You can get coverage for hernia surgery using multiple parts of Medicare. In some cases, you might use a combination of parts to get coverage for your surgery. You can get coverage using:
- Medicare Part A. Medicare Part A is hospital insurance. It’ll pay for your hernia surgery if you have it while you’re an inpatient at the hospital.
- Medicare Part B. Medicare Part B is medical insurance. It’ll cover your hernia surgery if you have it as an outpatient at a surgery center, office, or at a hospital’s outpatient surgery center.
- Medicare Part C. Medicare Part C is also known as Medicare Advantage. It covers everything that original Medicare does and often includes coverage for additional services, too. It’ll cover your hernia surgery no matter where you have it.
- Medicare Part D. Medicare Part D is prescription drug coverage. It won’t cover your hernia surgery itself; however, it’ll cover the prescriptions you need after surgery.
- Medigap. Medigap is Medicare supplement insurance. It covers the out-of-pocket costs of original Medicare. It can cover your surgery coinsurance and other costs that would normally be billed to you.

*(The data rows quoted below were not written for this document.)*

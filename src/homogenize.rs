//! Volume averages of quadrature fields.
//!
//! Averages follow a reduce-then-finalize pattern: partial sums of `w det J * value` and
//! `w det J` are computed per element, summed in element order, reduced over all ranks
//! and only then divided by the total volume.
use nalgebra::{DVector, Point3, Vector3};
use rayon::prelude::*;

use crate::comm::Communicator;
use crate::error::Result;
use crate::fe::{GeometricFactors, H1VectorSpace};
use crate::material::layout;
use crate::operator::MechanicsOperator;
use crate::quadrature_field::QuadratureField;

/// Order in which the plastic rate tensor is reported: `[11, 22, 33, 23, 13, 12]` of the
/// row-major 3 x 3 tensor.
pub const DP_TENSOR_REORDER: [usize; 6] = [0, 4, 8, 5, 2, 1];

/// Weighted sum of one element and its volume.
fn element_partial_sum(field: &QuadratureField, geometry: &GeometricFactors, element: usize) -> (Vec<f64>, f64) {
    let vdim = field.vdim();
    let mut sum = vec![0.0; vdim];
    let mut volume = 0.0;
    for (point, values) in geometry
        .element(element)
        .iter()
        .zip(field.element(element).chunks_exact(vdim))
    {
        volume += point.weighted_det;
        for (s, v) in sum.iter_mut().zip(values) {
            *s += point.weighted_det * v;
        }
    }
    (sum, volume)
}

/// Volume average of `field` over the whole domain of all ranks.
pub fn volume_average(field: &QuadratureField, geometry: &GeometricFactors, comm: &dyn Communicator) -> Vec<f64> {
    let vdim = field.vdim();
    let partial: Vec<(Vec<f64>, f64)> = (0..field.num_elements())
        .into_par_iter()
        .map(|e| element_partial_sum(field, geometry, e))
        .collect();

    // The total volume travels in the last slot of the reduction buffer
    let mut buffer = vec![0.0; vdim + 1];
    for (sum, volume) in &partial {
        for (b, s) in buffer.iter_mut().zip(sum) {
            *b += s;
        }
        buffer[vdim] += volume;
    }
    comm.all_reduce_sum(&mut buffer);

    let volume = buffer[vdim];
    buffer.truncate(vdim);
    for b in &mut buffer {
        *b /= volume;
    }
    buffer
}

/// Volume average of every element, `num_elements * vdim` values.
pub fn element_average(field: &QuadratureField, geometry: &GeometricFactors) -> Vec<f64> {
    (0..field.num_elements())
        .into_par_iter()
        .flat_map_iter(|e| {
            let (sum, volume) = element_partial_sum(field, geometry, e);
            sum.into_iter().map(move |s| s / volume)
        })
        .collect()
}

pub fn element_volumes(geometry: &GeometricFactors) -> Vec<f64> {
    (0..geometry.num_elements())
        .map(|e| geometry.element_volume(e))
        .collect()
}

/// Volume-weighted centroid of every element in the configuration of `geometry`.
pub fn element_centroids(
    space: &H1VectorSpace,
    geometry: &GeometricFactors,
    coordinates: &DVector<f64>,
) -> Vec<Point3<f64>> {
    let reference = space.reference_element();
    (0..space.num_elements())
        .map(|e| {
            let x = space.gather_element(e, coordinates);
            let mut weighted = Vector3::zeros();
            let mut volume = 0.0;
            for (q, point) in geometry.element(e).iter().enumerate() {
                weighted += (x * reference.basis(q)) * point.weighted_det;
                volume += point.weighted_det;
            }
            Point3::from(weighted / volume)
        })
        .collect()
}

/// Domain averages reported after an accepted step.
#[derive(Debug, Clone, PartialEq)]
pub struct HomogenizedValues {
    /// Cauchy stress in Voigt order.
    pub stress: [f64; 6],
    pub plastic_work: Option<f64>,
    /// Deformation gradient, row-major.
    pub def_grad: Option<[f64; 9]>,
    /// Plastic rate of deformation in the order of [`DP_TENSOR_REORDER`].
    pub dp_tensor: Option<[f64; 6]>,
}

/// Averages the committed fields of the operator's material over its end configuration.
///
/// Plastic work, deformation gradient and plastic rate tensor are only computed when
/// `additional_averages` is set. Nothing here modifies solver state.
pub fn homogenize(operator: &MechanicsOperator, additional_averages: bool) -> Result<HomogenizedValues> {
    let comm = operator.communicator();
    let geometry = operator.end_geometry();
    let material = operator.material();
    let store = material.store();

    let mut stress = [0.0; 6];
    stress.copy_from_slice(&volume_average(store.stress.begin(), &geometry, comm));

    if !additional_averages {
        return Ok(HomogenizedValues {
            stress,
            plastic_work: None,
            def_grad: None,
            dp_tensor: None,
        });
    }

    let plastic_work_slot = material.state_layout().lookup(layout::PLASTIC_WORK)?;
    let state_average = volume_average(store.state.begin(), &geometry, comm);
    let plastic_work = plastic_work_slot.get(&state_average)[0];

    let mut def_grad = [0.0; 9];
    def_grad.copy_from_slice(&volume_average(&operator.deformation_gradient(), &geometry, comm));

    let dp_full = volume_average(&material.plastic_rate_tensor(), &geometry, comm);
    let dp_tensor = DP_TENSOR_REORDER.map(|i| dp_full[i]);

    Ok(HomogenizedValues {
        stress,
        plastic_work: Some(plastic_work),
        def_grad: Some(def_grad),
        dp_tensor: Some(dp_tensor),
    })
}
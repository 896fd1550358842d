//! Preconditioned Conjugate Gradient for symmetric positive definite operators.
use nalgebra::{DVector, DVectorView, DVectorViewMut, RealField, Scalar};

use crate::krylov::apply_operator;
use crate::{
    EuclideanInnerProduct, IdentityOperator, InnerProduct, KrylovOutput, KrylovSettings, LinearOperator, SolveError,
    SolveErrorKind,
};

#[derive(Debug)]
pub struct ConjugateGradient<T, A, P, I>
where
    T: Scalar,
{
    operator: A,
    preconditioner: P,
    inner_product: I,
    settings: KrylovSettings<T>,
}

impl ConjugateGradient<f64, (), IdentityOperator, EuclideanInnerProduct> {
    pub fn new() -> Self {
        Self {
            operator: (),
            preconditioner: IdentityOperator,
            inner_product: EuclideanInnerProduct,
            settings: KrylovSettings::default(),
        }
    }
}

impl<T: Scalar, P, I> ConjugateGradient<T, (), P, I> {
    pub fn with_operator<A>(self, operator: A) -> ConjugateGradient<T, A, P, I> {
        ConjugateGradient {
            operator,
            preconditioner: self.preconditioner,
            inner_product: self.inner_product,
            settings: self.settings,
        }
    }
}

impl<T: Scalar, A, P, I> ConjugateGradient<T, A, P, I> {
    pub fn with_preconditioner<P2>(self, preconditioner: P2) -> ConjugateGradient<T, A, P2, I> {
        ConjugateGradient {
            operator: self.operator,
            preconditioner,
            inner_product: self.inner_product,
            settings: self.settings,
        }
    }

    pub fn with_inner_product<I2>(self, inner_product: I2) -> ConjugateGradient<T, A, P, I2> {
        ConjugateGradient {
            operator: self.operator,
            preconditioner: self.preconditioner,
            inner_product,
            settings: self.settings,
        }
    }

    pub fn with_settings(self, settings: KrylovSettings<T>) -> Self {
        Self { settings, ..self }
    }

    pub fn with_max_iter(mut self, max_iter: usize) -> Self {
        self.settings.max_iter = Some(max_iter);
        self
    }
}

impl<T, A, P, I> ConjugateGradient<T, A, P, I>
where
    T: RealField + Copy,
    A: LinearOperator<T>,
    P: LinearOperator<T>,
    I: InnerProduct<T>,
{
    /// Solves `A x = b` using the current contents of `x` as initial guess.
    pub fn solve_with_guess<'b>(
        &mut self,
        b: impl Into<DVectorView<'b, T>>,
        x: impl Into<DVectorViewMut<'b, T>>,
    ) -> Result<KrylovOutput<T>, SolveError<T>> {
        self.solve_with_guess_(b.into(), x.into())
    }

    fn solve_with_guess_(&mut self, b: DVectorView<T>, mut x: DVectorViewMut<T>) -> Result<KrylovOutput<T>, SolveError<T>> {
        use SolveErrorKind::*;
        assert_eq!(b.len(), x.len());

        let n = x.len();
        let settings = self.settings;
        let ip = &self.inner_product;
        let mut output = KrylovOutput::new(T::zero());

        if ip.norm(b) == T::zero() {
            x.fill(T::zero());
            return Ok(output);
        }

        let mut r: DVector<T> = DVector::zeros(n);
        let mut z: DVector<T> = DVector::zeros(n);
        let mut ap: DVector<T> = DVector::zeros(n);

        // r = b - A x
        if let Err(err) = apply_operator(&mut r, &self.operator, &x) {
            return Err(SolveError::new(output, OperatorError(err)));
        }
        r.zip_apply(&b, |ax_i, b_i| *ax_i = b_i - *ax_i);

        if let Err(err) = apply_operator(&mut z, &self.preconditioner, &r) {
            return Err(SolveError::new(output, PreconditionerError(err)));
        }
        let mut p = z.clone();
        let mut rho = ip.dot((&z).into(), (&r).into());
        let goal = settings.goal(ip.norm((&r).into()));

        loop {
            output.residual_norm = ip.norm((&r).into());
            if output.residual_norm <= goal {
                return Ok(output);
            } else if settings.max_iter_reached(output.num_iterations) {
                let max_iter = output.num_iterations;
                return Err(SolveError::new(output, MaxIterationsReached { max_iter }));
            }

            if let Err(err) = apply_operator(&mut ap, &self.operator, &p) {
                return Err(SolveError::new(output, OperatorError(err)));
            }
            let curvature = ip.dot((&p).into(), (&ap).into());
            if curvature <= T::zero() {
                return Err(SolveError::new(output, IndefiniteOperator));
            }
            if rho <= T::zero() {
                return Err(SolveError::new(output, IndefinitePreconditioner));
            }

            let alpha = rho / curvature;
            x.axpy(alpha, &p, T::one());
            r.axpy(-alpha, &ap, T::one());
            output.num_iterations += 1;

            if let Err(err) = apply_operator(&mut z, &self.preconditioner, &r) {
                return Err(SolveError::new(output, PreconditionerError(err)));
            }
            let rho_next = ip.dot((&z).into(), (&r).into());

            // p = z + (rho_next / rho) p
            p.axpy(T::one(), &z, rho_next / rho);
            rho = rho_next;
        }
    }
}
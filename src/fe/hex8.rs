use nalgebra::{Point3, SMatrix, SVector, Vector3};

/// Number of nodes of a trilinear hexahedron.
pub const NODES_PER_ELEMENT: usize = 8;
/// Number of velocity DOFs per element.
pub const DOFS_PER_ELEMENT: usize = 3 * NODES_PER_ELEMENT;
/// Number of points of the 2x2x2 Gauss rule.
pub const QUADRATURE_POINTS_PER_ELEMENT: usize = 8;

/// Reference coordinates of the Hex8 nodes, bottom layer counterclockwise followed by the top layer.
#[rustfmt::skip]
pub const HEX8_REFERENCE_NODES: [[f64; 3]; NODES_PER_ELEMENT] = [
    [-1.0, -1.0, -1.0],
    [ 1.0, -1.0, -1.0],
    [ 1.0,  1.0, -1.0],
    [-1.0,  1.0, -1.0],
    [-1.0, -1.0,  1.0],
    [ 1.0, -1.0,  1.0],
    [ 1.0,  1.0,  1.0],
    [-1.0,  1.0,  1.0],
];

fn phi_linear_1d(alpha: f64, xi: f64) -> f64 {
    (1.0 + alpha * xi) / 2.0
}

fn phi_linear_1d_grad(alpha: f64) -> f64 {
    alpha / 2.0
}

/// Values of the eight trilinear basis functions at `xi`.
pub fn hex8_basis(xi: &Point3<f64>) -> SVector<f64, NODES_PER_ELEMENT> {
    SVector::from_fn(|a, _| {
        let [alpha, beta, gamma] = HEX8_REFERENCE_NODES[a];
        phi_linear_1d(alpha, xi[0]) * phi_linear_1d(beta, xi[1]) * phi_linear_1d(gamma, xi[2])
    })
}

/// Reference gradients of the eight basis functions at `xi`, one column per node.
pub fn hex8_gradients(xi: &Point3<f64>) -> SMatrix<f64, 3, NODES_PER_ELEMENT> {
    let phi = phi_linear_1d;
    let grad = phi_linear_1d_grad;
    let columns: Vec<Vector3<f64>> = HEX8_REFERENCE_NODES
        .iter()
        .map(|&[alpha, beta, gamma]| {
            Vector3::new(
                grad(alpha) * phi(beta, xi[1]) * phi(gamma, xi[2]),
                phi(alpha, xi[0]) * grad(beta) * phi(gamma, xi[2]),
                phi(alpha, xi[0]) * phi(beta, xi[1]) * grad(gamma),
            )
        })
        .collect();
    SMatrix::from_columns(&columns)
}

/// Tabulated basis data of the Hex8 element at the points of the 2x2x2 Gauss rule.
#[derive(Debug, Clone)]
pub struct ReferenceElement {
    weights: [f64; QUADRATURE_POINTS_PER_ELEMENT],
    points: [Point3<f64>; QUADRATURE_POINTS_PER_ELEMENT],
    basis: [SVector<f64, NODES_PER_ELEMENT>; QUADRATURE_POINTS_PER_ELEMENT],
    gradients: [SMatrix<f64, 3, NODES_PER_ELEMENT>; QUADRATURE_POINTS_PER_ELEMENT],
}

impl ReferenceElement {
    /// Hex8 element with the tensor product two-point Gauss rule on `[-1, 1]^3`.
    pub fn hex8_gauss() -> Self {
        let g = 1.0 / 3.0f64.sqrt();
        let abscissas = [-g, g];
        let mut points = [Point3::origin(); QUADRATURE_POINTS_PER_ELEMENT];
        let mut q = 0;
        for &z in &abscissas {
            for &y in &abscissas {
                for &x in &abscissas {
                    points[q] = Point3::new(x, y, z);
                    q += 1;
                }
            }
        }
        Self {
            weights: [1.0; QUADRATURE_POINTS_PER_ELEMENT],
            points,
            basis: points.map(|xi| hex8_basis(&xi)),
            gradients: points.map(|xi| hex8_gradients(&xi)),
        }
    }

    pub fn num_quadrature_points(&self) -> usize {
        QUADRATURE_POINTS_PER_ELEMENT
    }

    pub fn weights(&self) -> &[f64] {
        &self.weights
    }

    pub fn points(&self) -> &[Point3<f64>] {
        &self.points
    }

    pub fn basis(&self, q: usize) -> &SVector<f64, NODES_PER_ELEMENT> {
        &self.basis[q]
    }

    pub fn gradients(&self, q: usize) -> &SMatrix<f64, 3, NODES_PER_ELEMENT> {
        &self.gradients[q]
    }
}
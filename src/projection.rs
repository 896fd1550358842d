//! Element-wise projections of the material state into user-facing fields.
//!
//! All projections act on element averages of the committed quadrature data and locate
//! state variables by name through the material's state layout.
use std::str::FromStr;

use crate::error::{Result, SimulationError};
use crate::fe::GeometricFactors;
use crate::homogenize::{element_average, element_centroids, element_volumes};
use crate::material::{layout, von_mises, StateLayout};
use crate::operator::MechanicsOperator;

#[derive(Debug, Copy, Clone, PartialEq, Eq, Hash)]
pub enum ProjectedField {
    Stress,
    VonMises,
    Hydrostatic,
    /// Effective plastic strain rate.
    DpEff,
    /// Effective plastic strain.
    EffectivePlasticStrain,
    ShearRate,
    Orientation,
    Hardness,
    ElasticStrain,
    Volume,
    Centroid,
}

impl FromStr for ProjectedField {
    type Err = SimulationError;

    fn from_str(name: &str) -> Result<Self> {
        Ok(match name {
            "stress" => Self::Stress,
            "von_mises" => Self::VonMises,
            "hydrostatic" => Self::Hydrostatic,
            "dp_eff" => Self::DpEff,
            "eq_pl_strain" => Self::EffectivePlasticStrain,
            "shear_rate" => Self::ShearRate,
            "quats" => Self::Orientation,
            "hardness" => Self::Hardness,
            "elastic_strain" => Self::ElasticStrain,
            "volume" => Self::Volume,
            "centroid" => Self::Centroid,
            _ => {
                return Err(SimulationError::configuration(format!(
                    "unknown projection field \"{}\"",
                    name
                )))
            }
        })
    }
}

/// Values of a projection, `width` per element.
#[derive(Debug, Clone, PartialEq)]
pub struct Projection {
    pub width: usize,
    pub values: Vec<f64>,
}

impl Projection {
    pub fn element(&self, element: usize) -> &[f64] {
        &self.values[element * self.width..(element + 1) * self.width]
    }

    pub fn num_elements(&self) -> usize {
        if self.width == 0 {
            0
        } else {
            self.values.len() / self.width
        }
    }
}

/// Scales a quaternion to unit length. The zero quaternion is left unchanged.
pub fn normalize_quaternion(q: &mut [f64]) {
    let norm = q.iter().map(|v| v * v).sum::<f64>().sqrt();
    if norm > 0.0 {
        q.iter_mut().for_each(|v| *v /= norm);
    }
}

/// Full elastic strain `[11, 22, 33, 23, 31, 12]` from the five-component deviatoric
/// representation and the relative volume.
pub fn elastic_strain_from_deviatoric(v: &[f64], relative_volume: f64) -> [f64; 6] {
    let sqrt2_inv = 1.0 / 2.0f64.sqrt();
    let t1 = sqrt2_inv * v[0];
    let t2 = v[1] / 6.0f64.sqrt();
    let volumetric = relative_volume.ln();
    [
        t1 - t2 + volumetric,
        -t1 - t2 + volumetric,
        (2.0f64 / 3.0).sqrt() * v[1] + volumetric,
        sqrt2_inv * v[4],
        sqrt2_inv * v[3],
        sqrt2_inv * v[2],
    ]
}

/// Computes projections from element averages of the committed stress and state.
#[derive(Debug)]
pub struct FieldProjector<'a> {
    operator: &'a MechanicsOperator,
    geometry: GeometricFactors,
    stress: Vec<f64>,
    state: Vec<f64>,
}

impl<'a> FieldProjector<'a> {
    pub fn new(operator: &'a MechanicsOperator) -> Self {
        let geometry = operator.end_geometry();
        let store = operator.material().store();
        let stress = element_average(store.stress.begin(), &geometry);
        let state = element_average(store.state.begin(), &geometry);
        Self {
            operator,
            geometry,
            stress,
            state,
        }
    }

    fn layout(&self) -> &StateLayout {
        self.operator.material().state_layout()
    }

    fn num_elements(&self) -> usize {
        self.geometry.num_elements()
    }

    fn stress(&self, element: usize) -> &[f64] {
        &self.stress[6 * element..6 * (element + 1)]
    }

    fn state(&self, element: usize) -> &[f64] {
        let len = self.layout().len();
        &self.state[len * element..len * (element + 1)]
    }

    fn map_elements<F>(&self, width: usize, f: F) -> Projection
    where
        F: Fn(usize, &mut [f64]),
    {
        let mut values = vec![0.0; width * self.num_elements()];
        if width > 0 {
            for (e, out) in values.chunks_exact_mut(width).enumerate() {
                f(e, out);
            }
        }
        Projection { width, values }
    }

    /// Copies the state variable `name` of every element.
    fn state_variable(&self, name: &str) -> Result<Projection> {
        let slot = self.layout().lookup(name)?;
        Ok(self.map_elements(slot.width, |e, out| out.copy_from_slice(slot.get(self.state(e)))))
    }

    /// Projects the field with the given name. Unknown names are configuration errors.
    pub fn project_named(&self, name: &str) -> Result<Projection> {
        self.project(name.parse()?)
    }

    pub fn project(&self, field: ProjectedField) -> Result<Projection> {
        use ProjectedField::*;
        match field {
            Stress => Ok(self.map_elements(6, |e, out| out.copy_from_slice(self.stress(e)))),
            VonMises => Ok(self.map_elements(1, |e, out| out[0] = von_mises(self.stress(e)))),
            Hydrostatic => Ok(self.map_elements(1, |e, out| {
                let s = self.stress(e);
                out[0] = (s[0] + s[1] + s[2]) / 3.0;
            })),
            DpEff => self.state_variable(layout::SHEAR_RATE_EFFECTIVE),
            EffectivePlasticStrain => self.state_variable(layout::SHEAR_EFFECTIVE),
            ShearRate => self.state_variable(layout::SHEAR_RATES),
            Hardness => self.state_variable(layout::HARDNESS),
            Orientation => {
                let mut projection = self.state_variable(layout::QUATERNIONS)?;
                projection
                    .values
                    .chunks_exact_mut(4)
                    .for_each(normalize_quaternion);
                Ok(projection)
            }
            ElasticStrain => {
                let strain = self.layout().lookup(layout::ELASTIC_STRAIN)?;
                let relative_volume = self.layout().lookup(layout::RELATIVE_VOLUME)?;
                Ok(self.map_elements(6, |e, out| {
                    let state = self.state(e);
                    let full = elastic_strain_from_deviatoric(strain.get(state), relative_volume.get(state)[0]);
                    out.copy_from_slice(&full);
                }))
            }
            Volume => Ok(Projection {
                width: 1,
                values: element_volumes(&self.geometry),
            }),
            Centroid => {
                let centroids = element_centroids(
                    self.operator.space(),
                    &self.geometry,
                    self.operator.kinematics().end(),
                );
                Ok(Projection {
                    width: 3,
                    values: centroids.iter().flat_map(|c| [c.x, c.y, c.z]).collect(),
                })
            }
        }
    }
}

A hernia happens when an organ pushes through the muscle wall that surrounds it. This is normally caused by muscle strain or weakness. Hernias can result from factors including:
- overall health
Most hernias happen in your abdomen, but they can happen anywhere. You might notice a bulge under your skin where the hernia occurred.
The symptoms of a hernia can vary depending on the type of hernia you have. Some hernias have no symptoms. Others may cause symptoms like pain, swelling, difficulty swallowing, or nausea.
Hernias don’t go away on their own and can have serious — and even life threatening — complications.
Surgery is generally the only treatment for hernias. However, you might not need surgery if your hernia is mild and not causing you pain. Your doctor will instead monitor your hernia and prescribe medications that can help prevent further symptoms.
You’ll need surgery if your hernia continues to grow or is causing you any symptoms.
The goal of any hernia surgery is to close the opening in the affected muscle wall.
There are two primary types of hernia surgery: open and laparoscopic. The right procedure for you may depend on the location of your hernia and on your overall health.
When you have open surgery, a doctor will make an insertion near the site of your hernia. The doctor will then carefully push the organ back into place and stitch the affected muscle wall. A doctor might use surgical mesh to secure the site.
A laparoscopic procedure is much less invasive and normally has a faster recovery time. During laparoscopic hernia surgery, a doctor will make a series of small incisions, then use a camera to see the hernia. They’ll stitch up the site to repair the hernia.
Not all hernias can be treated with a laparoscopic procedure. Your doctor will let you know which type of surgery is right for your hernia.
After surgery, you’ll likely be prescribed medication to help with the pain. Your recovery time will depend on which procedure you have and how your body responds to it.
When is a hernia an emergency?
Seek emergency care If you have a hernia and develop any of the following symptoms:
- The bulge from your hernia doesn’t go away when you lie flat on your back.
- The bulge from your hernia becomes red or purple.
- You have a high fever.
- You have chills.
- You have blood in your stools.
- You experience nausea or vomiting.
- You experience constipation or trouble passing gas.
- You have severe and increasing pain near the hernia site.
- Surgery is the primary treatment for a hernia.
- Medicare will consider your surgery medically necessary and cover it when your doctor thinks it’s the best treatment for your hernia.
- Medicare Part B will cover your hernia surgery when you have it outpatient; Medicare Part A will cover it when you have the procedure while you’re an inpatient in a hospital.
- You can also get coverage when you have a Medicare Advantage plan.